Probing regulatory mechanisms of the de novo DNA methyltransferase DNMT3A.

Abstract

DNA methyltransferase 3A (DNMT3A) is one of the two human de novo DNA methyltransferases responsible for establishing proper DNA methylation during development. Beyond this role, DNMT3A is frequently mutated in hematopoietic disorders, including clonal hematopoiesis and acute myeloid leukemia (AML). One hotspot mutation, R882H, likely causes a dominant loss-of-function phenotype, but its mechanism of doing so remains controversial. DNMT3A is typically found as a tetramer and R882 is found at one of its two oligomerization interfaces.

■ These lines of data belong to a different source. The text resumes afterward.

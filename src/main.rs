use clap::Parser;
use fxtrader::cli::{run, Cli};

fn main() -> std::process::ExitCode {
    run(Cli::parse())
}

However, it is debated in the field whether this mutation perturbs the multimeric state of DNMT3A, and if so whether it breaks up tetramers or promotes oligomerization. We aim to determine how the R882H mutation causes a dominant negative phenotype and to describe new mechanisms of DNMT3A regulation that might allow for reactivation of the mutant protein. Towards this goal, we have performed in vitro biochemical assays that demonstrate that DNMT3AR882H is more likely to form macro-oligomers than WT DNMT3A. We have also shown that this phenomenon holds true in cell lysate through sucrose gradient ultracentrifugation. In addition, we have performed a base editing mutational scan of DNMT3A in cells with WT DNMT3A as well as in cells harboring a heterozygous DNMT3AR882H mutation and have identified mutations to DNMT3A that boost activity with and without the R882H mutation. By further characterizing these mutants and DNMT3AR882H through crosslinking mass spectrometry, biochemical assays, and reporter-based activity assays in cells, we hope to elucidate novel mechanisms of DNMT3A regulation that could be exploited for the treatment of hematopoietic disorders.